Some info on Joint Defense Agreements and Manafort

+ Some of the media reports have talked about JDA as something that is done by defendants in mob cases.  That is misleading, JDAs are commonplace in any multi-defendant case, including civil cases. They can also be entered into by co-plaintiffs.

+ a JDA is just a variation on the attorney client privilege, but allowing multiple lawyers and clients to share information without breaking privilege. ("Common interest privilege") The rules on privilege are governed by state law, there isn't perfect national uniformity.  For this purpose DC is treated as its own state.

+ A settlement or cooperation agreement typically destroys the viability of the common interest privilege as to the settling or cooperating party - because there are now conflicting interests.  Written JDAs commonly contain specific provisions for how to handle such exits.

+ Parties can keep talking even after cooperation but the risk is those discussions are no longer covered by privilege.

+The higher echelon of the defense bar is a something of a village, even in a big city like NYC everyone knows of most everyone else. Courtesy and friendly talk between attorneys happens and there isn't always a perfectly airtight seal between a cooperator's lawyer and lawyers for other subjects.
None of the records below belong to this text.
use std::path::PathBuf;

use csvt_cli::pipeline::{
    extract_map, rmfields_streams, select_streams, unzip_streams, zip_streams,
};
use csvt_map::DuplicatePolicy;

fn temp_dir(tag: &str) -> PathBuf {
    let dir = std::env::temp_dir().join(format!(
        "csvt-cli-test-{tag}-{}",
        std::time::SystemTime::now()
            .duration_since(std::time::UNIX_EPOCH)
            .unwrap()
            .as_nanos()
    ));
    std::fs::create_dir_all(&dir).unwrap();
    dir
}

const INPUT: &str = "b,a,c\nb1,a1,c1\nb2,a2,c2\nb1,a1,c3\n";

#[test]
fn extract_map_creates_store_and_appends_across_runs() {
    let dir = temp_dir("extract");
    let map_file = dir.join("ab.csv");

    let mut output = Vec::new();
    let stats = extract_map(
        "a,other=b",
        "id=ab_id",
        &map_file,
        DuplicatePolicy::default(),
        INPUT.as_bytes(),
        &mut output,
    )
    .unwrap();

    assert_eq!(
        String::from_utf8(output).unwrap(),
        "b,a,c,ab_id\nb1,a1,c1,1\nb2,a2,c2,2\nb1,a1,c3,1\n"
    );
    assert_eq!(
        std::fs::read_to_string(&map_file).unwrap(),
        "id,a,other\n1,a1,b1\n2,a2,b2\n"
    );
    assert_eq!(stats.minted, 2);

    // Second run: known tuples are reused, the new one is appended.
    let second_input = "b,a,c\nb1,a1,c9\nb3,a3,c9\n";
    let mut output = Vec::new();
    let stats = extract_map(
        "a,other=b",
        "id=ab_id",
        &map_file,
        DuplicatePolicy::default(),
        second_input.as_bytes(),
        &mut output,
    )
    .unwrap();

    assert_eq!(
        String::from_utf8(output).unwrap(),
        "b,a,c,ab_id\nb1,a1,c9,1\nb3,a3,c9,3\n"
    );
    assert_eq!(
        std::fs::read_to_string(&map_file).unwrap(),
        "id,a,other\n1,a1,b1\n2,a2,b2\n3,a3,b3\n"
    );
    assert_eq!(stats.minted, 1);
    assert_eq!(stats.max_ref, 3);
}

#[test]
fn extract_map_accepts_reordered_field_specs_on_reopen() {
    let dir = temp_dir("reorder");
    let map_file = dir.join("ab.csv");

    let mut output = Vec::new();
    extract_map(
        "a,other=b",
        "id=ab_id",
        &map_file,
        DuplicatePolicy::default(),
        INPUT.as_bytes(),
        &mut output,
    )
    .unwrap();

    // Same field set, different logical order: the store still matches and
    // keeps its physical column order on disk.
    let mut output = Vec::new();
    extract_map(
        "other=b,a",
        "id=ab_id",
        &map_file,
        DuplicatePolicy::default(),
        "b,a\nb4,a4\n".as_bytes(),
        &mut output,
    )
    .unwrap();

    assert_eq!(
        std::fs::read_to_string(&map_file).unwrap(),
        "id,a,other\n1,a1,b1\n2,a2,b2\n3,a4,b4\n"
    );
}

#[test]
fn extract_map_failed_creation_leaves_nothing_behind() {
    let dir = temp_dir("invalid-spec");
    let map_file = dir.join("ab.csv");

    // Reference field also listed as an attribute: construction fails
    // before anything is written, and no empty store file survives it.
    let mut output = Vec::new();
    let result = extract_map(
        "a,b",
        "a",
        &map_file,
        DuplicatePolicy::default(),
        INPUT.as_bytes(),
        &mut output,
    );
    assert!(result.is_err());
    assert!(output.is_empty());
    assert!(!map_file.exists());

    // The path is not poisoned: a valid run still creates the store.
    let mut output = Vec::new();
    extract_map(
        "a,other=b",
        "id=ab_id",
        &map_file,
        DuplicatePolicy::default(),
        INPUT.as_bytes(),
        &mut output,
    )
    .unwrap();
    assert_eq!(
        std::fs::read_to_string(&map_file).unwrap(),
        "id,a,other\n1,a1,b1\n2,a2,b2\n"
    );
}

#[test]
fn extract_map_repairs_store_without_final_newline() {
    let dir = temp_dir("no-newline");
    let map_file = dir.join("ab.csv");
    std::fs::write(&map_file, "id,a,other\n1,a1,b1").unwrap();

    let mut output = Vec::new();
    extract_map(
        "a,other=b",
        "id=ab_id",
        &map_file,
        DuplicatePolicy::default(),
        "b,a\nb1,a1\nb2,a2\n".as_bytes(),
        &mut output,
    )
    .unwrap();

    // The appended mapping lands on its own line, not spliced onto the
    // store's last record.
    assert_eq!(
        std::fs::read_to_string(&map_file).unwrap(),
        "id,a,other\n1,a1,b1\n2,a2,b2\n"
    );
    assert_eq!(
        String::from_utf8(output).unwrap(),
        "b,a,ab_id\nb1,a1,1\nb2,a2,2\n"
    );
}

#[test]
fn extract_map_rejects_foreign_store_without_touching_it() {
    let dir = temp_dir("foreign");
    let map_file = dir.join("ab.csv");
    std::fs::write(&map_file, "id,a,unrelated\n1,a1,x\n").unwrap();

    let mut output = Vec::new();
    let result = extract_map(
        "a,other=b",
        "id=ab_id",
        &map_file,
        DuplicatePolicy::default(),
        INPUT.as_bytes(),
        &mut output,
    );

    assert!(result.is_err());
    assert!(output.is_empty());
    assert_eq!(
        std::fs::read_to_string(&map_file).unwrap(),
        "id,a,unrelated\n1,a1,x\n"
    );
}

#[test]
fn unzip_then_zip_reconstructs_the_columns() {
    let mut spec = Vec::new();
    let mut rest = Vec::new();
    unzip_streams(INPUT.as_bytes(), "b", "row_id", &mut spec, &mut rest).unwrap();

    assert_eq!(
        String::from_utf8(spec.clone()).unwrap(),
        "row_id,b\n0,b1\n1,b2\n2,b1\n"
    );
    assert_eq!(
        String::from_utf8(rest.clone()).unwrap(),
        "row_id,a,c\n0,a1,c1\n1,a2,c2\n2,a1,c3\n"
    );

    let mut zipped = Vec::new();
    zip_streams(spec.as_slice(), rest.as_slice(), false, &mut zipped).unwrap();
    assert_eq!(
        String::from_utf8(zipped).unwrap(),
        "b,a,c\nb1,a1,c1\nb2,a2,c2\nb1,a1,c3\n"
    );
}

#[test]
fn select_renames_and_reorders() {
    let mut output = Vec::new();
    select_streams(INPUT.as_bytes(), "c,first=a", &mut output).unwrap();
    assert_eq!(
        String::from_utf8(output).unwrap(),
        "c,first\nc1,a1\nc2,a2\nc3,a1\n"
    );
}

#[test]
fn rmfields_drops_columns() {
    let mut output = Vec::new();
    rmfields_streams(INPUT.as_bytes(), "b", &mut output).unwrap();
    assert_eq!(
        String::from_utf8(output).unwrap(),
        "a,c\na1,c1\na2,c2\na1,c3\n"
    );
}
+That said the level of discussion between Manafort's lawyer and the Trump team seems very unusual and extremely risky.  It also raises the prospect that the prosecutors could conclude that the entire cooperation was a sham from the start, a ploy to extract info.

+ This may be obvious, but the whole point of a cooperation agreement is so that the govt will tell the judge what a good boy you've been at sentencing.  Pissing off the prosecutor is not good tactics in that situation.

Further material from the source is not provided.